В этом же контексте следует рассматривать и вклад журнала «Инкаунтер» в тему маккартизма. Он вообще старался избегать этой проблемы, а когда это имело место, тон журнала был далёк от обвинительного. В невероятно запутанном очерке Тоско Файвел осмелился заявить, что настроения в Америке в период подъёма Маккарти были сродни настроениям Англии в 1914 году, когда «подошло к концу столетие английской благополучия». «Холодная ненависть к врагу (немцам), страстная вера в справедливость британской идеи, яростная нетерпимость к социалистам, пацифистам и другим инакомыслящим» - все эти проявления чувств, по утверждению Файвела, можно было сравнить с «внезапной потерей Америкой чувства уверенности [в себе]». Это произошло с наступлением мира в 1945 году и с «началом нового века ядерного оружия, когда на горизонте показался грозный противник в лице Советского Союза». Всё, что последовало за этим, было попыткой адаптироваться, хотя и весьма болезненной. Маккарти был достоин сожаления. Его следовало рассматривать в контексте «настойчивого поиска новой национальной безопасности для Америки, а для мира - безусловно, надёжной демократии». Это, заключал Файвел, было предпочтительно по отношению к «европейской усталости и скептицизму по поводу любого такого успеха» [457].
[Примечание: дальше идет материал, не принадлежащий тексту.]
//! Ticket batch file format.
//!
//! `generate --output` writes a batch as pretty JSON; `validate` reads it
//! back. The batch carries its own track list so missed tracks can be
//! recomputed without the track list file.

use serde::{Deserialize, Serialize};
use tunelotto_engine::{batch_hash, Ticket, Track, ENGINE_ID, VERSION};

/// Current batch file format version.
pub const BATCH_FORMAT_VERSION: u32 = 1;

/// A generated batch with its provenance.
#[derive(Debug, Clone, PartialEq, Eq, Serialize, Deserialize)]
pub struct TicketBatch {
    /// Batch file format version.
    pub format_version: u32,
    /// Engine version that produced the batch.
    pub engine_version: String,
    /// Seed the batch was generated from.
    pub seed: u32,
    /// BLAKE3 hash of `tickets`.
    pub batch_hash: String,
    /// The track pool used for generation.
    pub tracks: Vec<Track>,
    /// Tickets in batch order.
    pub tickets: Vec<Ticket>,
}

impl TicketBatch {
    /// Creates a batch and computes its hash.
    pub fn new(
        seed: u32,
        tracks: Vec<Track>,
        tickets: Vec<Ticket>,
    ) -> Result<Self, serde_json::Error> {
        let batch_hash = batch_hash(&tickets)?;
        Ok(Self {
            format_version: BATCH_FORMAT_VERSION,
            engine_version: format!("{} v{}", ENGINE_ID, VERSION),
            seed,
            batch_hash,
            tracks,
            tickets,
        })
    }

    /// Returns true if the stored hash matches the tickets.
    pub fn hash_matches(&self) -> Result<bool, serde_json::Error> {
        Ok(batch_hash(&self.tickets)? == self.batch_hash)
    }

    /// Returns true if this build can read the batch.
    pub fn is_supported(&self) -> bool {
        self.format_version <= BATCH_FORMAT_VERSION
    }
}

#[cfg(test)]
mod tests {
    use super::*;
    use tunelotto_engine::{generate_tickets_seeded, numbered_pool, GeneratorConfig};

    fn sample_batch() -> TicketBatch {
        let tracks = numbered_pool(90);
        let tickets = generate_tickets_seeded(&tracks, 3, 5, &GeneratorConfig::default());
        TicketBatch::new(5, tracks, tickets).unwrap()
    }

    #[test]
    fn test_new_batch_hash_matches() {
        let batch = sample_batch();
        assert_eq!(batch.format_version, BATCH_FORMAT_VERSION);
        assert_eq!(batch.batch_hash.len(), 64);
        assert!(batch.hash_matches().unwrap());
        assert!(batch.is_supported());
    }

    #[test]
    fn test_tampered_batch_fails_hash() {
        let mut batch = sample_batch();
        batch.tickets.swap(0, 1);
        assert!(!batch.hash_matches().unwrap());
    }

    #[test]
    fn test_batch_json_roundtrip() {
        let batch = sample_batch();
        let json = serde_json::to_string_pretty(&batch).unwrap();
        let back: TicketBatch = serde_json::from_str(&json).unwrap();
        assert_eq!(back, batch);
        assert!(back.hash_matches().unwrap());
    }

    #[test]
    fn test_future_format_is_unsupported() {
        let mut batch = sample_batch();
        batch.format_version = BATCH_FORMAT_VERSION + 1;
        assert!(!batch.is_supported());
    }
}
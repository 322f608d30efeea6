//! Track pool model.
//!
//! A pool holds up to [`MAX_TRACKS`] numbered tracks. Track ids are dense and
//! assigned in input order, and every id belongs to exactly one grid column
//! through the fixed [`COLUMN_RANGES`] table.

use std::fmt;
use std::ops::RangeInclusive;

use serde::{Deserialize, Serialize};

use crate::ticket::COLS;

/// Track identifier (1-based).
pub type TrackId = u32;

/// Maximum number of tracks in a pool.
pub const MAX_TRACKS: usize = 90;

/// Inclusive track id range for each grid column.
pub const COLUMN_RANGES: [(TrackId, TrackId); COLS] = [
    (1, 9),
    (10, 19),
    (20, 29),
    (30, 39),
    (40, 49),
    (50, 59),
    (60, 69),
    (70, 79),
    (80, 90),
];

/// A single playable item of the pool.
#[derive(Debug, Clone, PartialEq, Eq, Hash, Serialize, Deserialize)]
pub struct Track {
    /// Dense 1-based id, derived from input order.
    pub id: TrackId,
    /// Display name as entered.
    pub name: String,
}

impl Track {
    /// Creates a new track.
    pub fn new(id: TrackId, name: impl Into<String>) -> Self {
        Self {
            id,
            name: name.into(),
        }
    }

    /// Returns the grid column this track belongs to.
    pub fn column(&self) -> Option<usize> {
        column_of(self.id)
    }
}

/// Parses a raw track list.
///
/// Splits on line breaks, trims each line, drops empty lines, keeps at most
/// [`MAX_TRACKS`] entries and numbers them `1..=N` in order of appearance.
///
/// # Example
/// ```
/// use tunelotto_engine::parse_tracks;
///
/// let tracks = parse_tracks("  Intro \n\nOutro\r\n");
/// assert_eq!(tracks.len(), 2);
/// assert_eq!(tracks[1].id, 2);
/// assert_eq!(tracks[1].name, "Outro");
/// ```
pub fn parse_tracks(raw: &str) -> Vec<Track> {
    raw.lines()
        .map(str::trim)
        .filter(|line| !line.is_empty())
        .take(MAX_TRACKS)
        .zip(1..)
        .map(|(name, id)| Track::new(id, name))
        .collect()
}

/// Returns the column index whose range contains `id`.
pub fn column_of(id: TrackId) -> Option<usize> {
    COLUMN_RANGES
        .iter()
        .position(|&(min, max)| (min..=max).contains(&id))
}

/// Returns the id range of a column.
///
/// # Panics
/// Panics if `col >= COLS`.
pub fn column_range(col: usize) -> RangeInclusive<TrackId> {
    let (min, max) = COLUMN_RANGES[col];
    min..=max
}

/// Returns the tracks of the pool eligible for a column, in pool order.
pub fn tracks_for_column(tracks: &[Track], col: usize) -> Vec<&Track> {
    let range = column_range(col);
    tracks.iter().filter(|t| range.contains(&t.id)).collect()
}

/// Readiness of a track pool for ticket generation.
#[derive(Debug, Clone, Copy, PartialEq, Eq, Serialize, Deserialize)]
#[serde(tag = "status", rename_all = "snake_case")]
pub enum PoolStatus {
    /// No tracks at all.
    Empty,
    /// Fewer than [`MAX_TRACKS`] tracks.
    Insufficient { missing: usize },
    /// A full pool.
    Ready,
}

impl fmt::Display for PoolStatus {
    fn fmt(&self, f: &mut fmt::Formatter<'_>) -> fmt::Result {
        match self {
            PoolStatus::Empty => write!(f, "enter at least one track"),
            PoolStatus::Insufficient { missing } => write!(
                f,
                "not enough tracks: {}/{}, add {} more",
                MAX_TRACKS - missing,
                MAX_TRACKS,
                missing
            ),
            PoolStatus::Ready => write!(f, "ready to generate tickets"),
        }
    }
}

/// Result of checking a pool before generation.
#[derive(Debug, Clone, PartialEq, Eq, Serialize, Deserialize)]
pub struct PoolCheck {
    /// Number of tracks in the pool.
    pub track_count: usize,
    /// Pool readiness.
    #[serde(flatten)]
    pub status: PoolStatus,
}

impl PoolCheck {
    /// Returns true if the pool is full.
    pub fn is_ready(&self) -> bool {
        self.status == PoolStatus::Ready
    }
}

/// Checks whether a pool is complete.
///
/// This is a precondition for callers; the generator itself accepts any pool.
pub fn check_pool(tracks: &[Track]) -> PoolCheck {
    let track_count = tracks.len();
    let status = match track_count {
        0 => PoolStatus::Empty,
        n if n < MAX_TRACKS => PoolStatus::Insufficient {
            missing: MAX_TRACKS - n,
        },
        _ => PoolStatus::Ready,
    };
    PoolCheck {
        track_count,
        status,
    }
}

/// Builds a pool of `count` tracks named `Track 1`, `Track 2`, ...
pub fn numbered_pool(count: usize) -> Vec<Track> {
    (1..=count.min(MAX_TRACKS) as TrackId)
        .map(|id| Track::new(id, format!("Track {}", id)))
        .collect()
}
Мысль о том, что европейцы в корне неправильно понимали обстоятельства, связанные с маккартизмом, была высказана Лесли Фидлером. По его утверждениям, неверно было полагать, как делали очень многие «нерешительные антикапиталисты во всём мире», что «весь замысел является абсурдным только потому, что Маккарти трубит о коммунистическом проникновении». Уповая на свою «непорочность», эти люди бросались защищать любого, кто подвергся обвинениям со стороны Маккарти. Считая «комедией» утверждения о том, что американцы постоянно «болтали налево и направо» о страхе перед Маккарти, Фидлер пришёл к заключению, что сенатор от Висконсина был болтуном и на него не стоило «тратить впустую усилия», поскольку существовали «реальные монстры», с которыми нужно было бороться [458].

Карта «меньшего зла» была, кроме того, разыграна молодым британским консерватором Перегрином Уорсторном (Peregrine Worsthorne). В ноябрьском выпуске «Инкаунтера» за 1954 год он заявил, что «Америка имеет неоднозначное прошлое и, несомненно, будет иметь неоднозначное будущее. Чем быстрее мы примем этот неизбежный факт, тем быстрее мы будем в состоянии в полной мере пользоваться её многочисленными благами, а не жаловаться на недостатки. Легенда создала американского бога. Бог потерпел неудачу. Но в отличие от коммунистического бога, который при ближайшем рассмотрении оказался дьяволом, американский бог только что стал человеком» [459]. «Инкаунтёр» справедливо вспоминают за его решительное исследование свёртывания культуры в коммунистическом блоке. Но о его мягкой позиции по отношению к маккартизму говорится меньше: там, где журнал видел бревно в глазу своего противника, он не видел соринки в своём собственном.

Конечно, следовало ожидать, что ратовавшие за соблюдение принципов свободы найдут способ осудить то, что ставит её под угрозу или оскверняет. Американский комитет правильно поднял вопрос о маккартизме, и ЦРУ несло вину за попытку подавить дискуссию. Но Уизнер вовсе не был склонен обращать внимание на такие тонкости. В своей записке он предполагал, что «обращение к единству и согласию и сохранение этого ценного начинания могли бы принести свои дивиденды». Этот призыв был быстро подхвачен. Письмо Набокова Артуру Шлезингеру, написанное в разгар приготовлений к парижскому фестивалю «Шедевров» в апреле 1952 года, воспроизводит записку Уизнера с поразительной точностью: «Откровенно говоря, я бы осудил раскол в Американском комитете. Это может угрожать работе Конгресса и нашей французской организации до невероятной степени, - предупреждал он. — Европейцы должны чётко понимать, что Маккарти - это человек, а не движение [460]... Я убеждён, что мы должны выступать против отдельных поступков и методов Маккарти, но я не думаю, что было бы целесообразным и логичным принимать резолюции против маккартизма, после которых по крайней мере европейцы считали бы, что движение Маккарти действительно популярно в Соединенных Штатах». Набоков продолжал убеждать Шлезингера «сделать всё возможное, чтобы предотвратить раскол в Американском комитете. У меня нет достаточных оснований полагать, что такие действия означали бы на самом деле смертельный удар по нашей работе здесь» [461].